Franzo G., Tucciarone C.M., Catelli E., Cecchinato M.
La bronchite infettiva rappresenta una delle malattie infettive più rilevanti per l’allevamento avicolo, essendo responsabile di ingenti perdite economiche ascrivibili principalmente a sindromi respiratorie e riproduttive, diminuzione della produttività e aumento della mortalità. Sebbene l’accurata gestione delle misure di biosicurezza e dell’allevamento in generale siano fondamentali per limitare la malattia, il suo controllo è ricercato principalmente tramite la diffusa somministrazione di vaccini.
Sfortunatamente, come altri Coronavirus e virus a RNA+ il virus della bronchite infettiva (IBV) presenta un elevato tasso di mutazioni e di ricombinazione (Duffy et al., 2008,Thor et al., 2011). Ciò ha portato all’emergere di una molteplicità di varianti genetiche e antigeniche la cui cross-protezione è spesso limitata (Sjaak de Wit et al., 2011). IBV in Italia si caratterizza per un elevato impatto economico, elevata prevalenza ed eterogeneità dei genotipi presenti. Sebbene comunemente vengano identificati 5 genotipi (i.e. QX (72%), seguito da 793/B (16%), Mass (8%), Q1 (3%) e D274 (1%)) (Franzo et al., 2014), il QX è di gran lunga quello più frequentemente associato a sintomatologia clinica e, con ogni probabilità, l’unica variante di campo rilevante. Sebbene lo sviluppo di vaccini basati su genotipi omologhi sia spesso impraticabile, è stato dimostrato come l’immunizzazione con vaccini diversi, basati su genotipi differenti, determini significativi benefici in termini di ampliamento dello spettro di protezione nei confronti di altri stipiti (Cook et al., 1999).
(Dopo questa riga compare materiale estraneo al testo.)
//! Open/close decision policy.

use portfolio_core::types::{AggregatedSignal, CloseAction, Direction, Position};
use rust_decimal::Decimal;

use crate::EngineConfig;

/// Outcome of evaluating a ticker for a new position.
#[derive(Debug, Clone, PartialEq)]
pub enum EntryDecision {
    /// Open a position
    Open {
        direction: Direction,
        entry_price: Decimal,
        investment_amount: Decimal,
    },
    /// No position opened
    Rejected { reason: String },
}

impl EntryDecision {
    pub fn is_open(&self) -> bool {
        matches!(self, EntryDecision::Open { .. })
    }
}

/// Outcome of evaluating an open position.
#[derive(Debug, Clone, Copy, PartialEq, Eq)]
pub enum ExitDecision {
    Hold,
    Close(CloseAction),
}

/// Signal-gated entry and exit rules.
#[derive(Debug, Clone, PartialEq)]
pub struct DecisionPolicy {
    fixed_stake: Decimal,
    open_threshold: Decimal,
}

impl DecisionPolicy {
    /// Create a policy from engine parameters.
    pub fn new(config: &EngineConfig) -> Self {
        Self {
            fixed_stake: config.fixed_stake,
            open_threshold: config.open_threshold,
        }
    }

    pub fn fixed_stake(&self) -> Decimal {
        self.fixed_stake
    }

    /// Decide whether to open a position for a signal.
    ///
    /// Opens only when no position is held for the ticker, the evaluation is
    /// strictly beyond the threshold and a full stake is available. There is
    /// no partial sizing and no queuing.
    pub fn entry_decision(
        &self,
        signal: &AggregatedSignal,
        available_capital: Decimal,
        already_open: bool,
    ) -> EntryDecision {
        if already_open {
            return EntryDecision::Rejected {
                reason: format!("{} already has an open position", signal.ticker),
            };
        }

        let direction = if signal.total_evaluation > self.open_threshold {
            Direction::Long
        } else if signal.total_evaluation < -self.open_threshold {
            Direction::Short
        } else {
            return EntryDecision::Rejected {
                reason: format!(
                    "Evaluation {} within +/-{}",
                    signal.total_evaluation, self.open_threshold
                ),
            };
        };

        if available_capital < self.fixed_stake {
            return EntryDecision::Rejected {
                reason: format!(
                    "Insufficient capital: required {}, available {}",
                    self.fixed_stake, available_capital
                ),
            };
        }

        EntryDecision::Open {
            direction,
            entry_price: signal.reference_price,
            investment_amount: self.fixed_stake,
        }
    }

    /// Decide whether an open position should be closed.
    ///
    /// A take-profit crossing closes only once the signal has weakened; a
    /// still-strong signal keeps the position open to ride the trend. Without
    /// a usable signal the take-profit is not confirmed. A stop-loss crossing
    /// always closes.
    pub fn exit_decision(&self, position: &Position, signal: Option<&AggregatedSignal>) -> ExitDecision {
        let profit_loss = position.profit_loss_pct();

        if profit_loss >= position.take_profit_pct() {
            let weakened = signal.is_some_and(|s| match position.direction() {
                Direction::Long => s.total_evaluation <= self.open_threshold,
                Direction::Short => s.total_evaluation >= -self.open_threshold,
            });
            if weakened {
                return ExitDecision::Close(CloseAction::TakeProfit);
            }
        }

        if profit_loss <= position.stop_loss_pct() {
            return ExitDecision::Close(CloseAction::StopLoss);
        }

        ExitDecision::Hold
    }
}

#[cfg(test)]
mod tests {
    use crate::RiskEngine;
    use super::*;
    use chrono::Utc;
    use rust_decimal_macros::dec;

    fn policy() -> DecisionPolicy {
        DecisionPolicy::new(&EngineConfig::default())
    }

    fn signal(ticker: &str, evaluation: Decimal) -> AggregatedSignal {
        AggregatedSignal {
            ticker: ticker.to_string(),
            total_evaluation: evaluation,
            reference_price: dec!(1.1000),
        }
    }

    fn position_at(direction: Direction, entry: Decimal, prices: &[Decimal]) -> Position {
        let engine = RiskEngine::new(&EngineConfig::default());
        let mut position = Position::new(
            "EURUSD",
            direction,
            entry,
            dec!(100),
            Utc::now(),
            engine.opening_state(),
        );
        for price in prices {
            position.mark(*price);
            engine.apply(&mut position);
        }
        position
    }

    #[test]
    fn test_strong_bullish_signal_opens_long() {
        let decision = policy().entry_decision(&signal("EURUSD", dec!(51)), dec!(500), false);
        assert_eq!(
            decision,
            EntryDecision::Open {
                direction: Direction::Long,
                entry_price: dec!(1.1000),
                investment_amount: dec!(100),
            }
        );
    }

    #[test]
    fn test_strong_bearish_signal_opens_short() {
        let decision = policy().entry_decision(&signal("EURUSD", dec!(-75)), dec!(100), false);
        assert!(matches!(
            decision,
            EntryDecision::Open { direction: Direction::Short, .. }
        ));
    }

    #[test]
    fn test_threshold_is_exclusive() {
        assert!(!policy().entry_decision(&signal("EURUSD", dec!(50)), dec!(500), false).is_open());
        assert!(!policy().entry_decision(&signal("EURUSD", dec!(-50)), dec!(500), false).is_open());
    }

    #[test]
    fn test_insufficient_capital_rejected() {
        let decision = policy().entry_decision(&signal("EURUSD", dec!(90)), dec!(99.99), false);
        assert!(!decision.is_open());
    }

    #[test]
    fn test_already_open_rejected() {
        let decision = policy().entry_decision(&signal("EURUSD", dec!(200)), dec!(500), true);
        assert!(!decision.is_open());
    }

    #[test]
    fn test_long_take_profit_requires_weak_signal() {
        let position = position_at(Direction::Long, dec!(1.1000), &[dec!(1.1300)]);

        assert_eq!(
            policy().exit_decision(&position, Some(&signal("EURUSD", dec!(60)))),
            ExitDecision::Hold
        );
        assert_eq!(
            policy().exit_decision(&position, Some(&signal("EURUSD", dec!(40)))),
            ExitDecision::Close(CloseAction::TakeProfit)
        );
    }

    #[test]
    fn test_long_take_profit_after_dip() {
        // Peak at 1.1300 then a dip to +2.6%: still above take-profit, below
        // nothing that would stop out
        let position = position_at(Direction::Long, dec!(1.1000), &[dec!(1.1300), dec!(1.1286)]);
        assert!(position.profit_loss_pct() > position.stop_loss_pct());
        assert_eq!(
            policy().exit_decision(&position, Some(&signal("EURUSD", dec!(40)))),
            ExitDecision::Close(CloseAction::TakeProfit)
        );
    }

    #[test]
    fn test_short_stop_loss_ignores_signal() {
        let position = position_at(Direction::Short, dec!(1.2000), &[dec!(1.2100)]);

        for evaluation in [dec!(-200), dec!(0), dec!(200)] {
            assert_eq!(
                policy().exit_decision(&position, Some(&signal("EURUSD", evaluation))),
                ExitDecision::Close(CloseAction::StopLoss)
            );
        }
        assert_eq!(
            policy().exit_decision(&position, None),
            ExitDecision::Close(CloseAction::StopLoss)
        );
    }

    #[test]
    fn test_short_take_profit_requires_weak_bearish_signal() {
        let position = position_at(Direction::Short, dec!(1.2000), &[dec!(1.1940)]);
        assert!(position.profit_loss_pct() >= position.take_profit_pct());

        assert_eq!(
            policy().exit_decision(&position, Some(&signal("EURUSD", dec!(-80)))),
            ExitDecision::Hold
        );
        assert_eq!(
            policy().exit_decision(&position, Some(&signal("EURUSD", dec!(-50)))),
            ExitDecision::Close(CloseAction::TakeProfit)
        );
    }

    #[test]
    fn test_missing_signal_defers_take_profit() {
        let position = position_at(Direction::Long, dec!(1.1000), &[dec!(1.1300)]);
        assert_eq!(policy().exit_decision(&position, None), ExitDecision::Hold);
    }

    #[test]
    fn test_stop_loss_overrides_strong_signal_on_trailing_stop() {
        // Ran up 2.727%, stop ratcheted to ~2.497%, then fell back to +1%
        let position = position_at(Direction::Long, dec!(1.1000), &[dec!(1.1300), dec!(1.1110)]);
        assert_eq!(
            policy().exit_decision(&position, Some(&signal("EURUSD", dec!(90)))),
            ExitDecision::Close(CloseAction::StopLoss)
        );
    }

    #[test]
    fn test_flat_position_holds() {
        let position = position_at(Direction::Long, dec!(1.1000), &[dec!(1.1001)]);
        assert_eq!(
            policy().exit_decision(&position, Some(&signal("EURUSD", dec!(0)))),
            ExitDecision::Hold
        );
    }
}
Anche in Italia i protocolli vaccinali si sono conformati a questa teoria; i polli da carne in passato sono stati vaccinati con un vaccino basato sul genotipo Mass in incubatoio seguito da un richiamo con il genotipo 793B, solitamente a due settimane di vita, somministrato in acqua da bere. Recentemente è emersa una tendenza verso la somministrazione dei 2 vaccini a un giorno di vita. Tuttavia, i costi associati alla vaccinazione e rischi di reazioni vaccinali hanno indotto diversi gruppi a sospendere o modificare i protocolli vaccinali nei confronti di IBV . In un recente studio è stato possibile dimostrare come questo abbia avuto un forte impatto sulla prevalenza dei genotipi circolati, portando alla sostanziale scomparsa del genotipo 793B, di conseguente probabile origine vaccinale (Franzo et al., 2014). Tuttavia, il reale effetto di questi interventi sulle dinamiche della popolazione virale non è stata mai analizzato in dettaglio.
Sebbene diversi studi sperimentali abbiano dimostrato l’efficacia della vaccinazione Mass+793B nel controllare l’infezione da QX (Terregino et al., 2008), la generalizzabilità di questi studi alle condizioni di campo deve essere fatta con cautela. Di contro, la raccolta della mole di dati necessaria per studi epidemiologici accurati è spesso resa impossibile da limiti economici e di fattibilità. Fortunatamente lo sviluppo di un adeguato background teorico e matematico ha permesso lo sviluppo di modelli in grado di ricostruire le caratteristiche evolutive e la storia demografica delle popolazioni di virus ad alto tasso evolutivo a partire dall’analisi delle loro sequenze, un metodo dimostratosi efficace per lo studio di diverse malattie di interesse umano e animale (Rodrigo and Felsenstein, 1999,Nelson et al., 2015,Lemey et al., 2009,Franzo et al., 2016).
Nel presente studio tale approccio è stato utilizzato per valutare l’effetto della sospensione e reintroduzione della vaccinazione con il genotipo 793B sulle dinamiche di popolazione del genotipo QX in Italia e sulla frequenza degli episodi di sintomatologia clinica da esso indotti.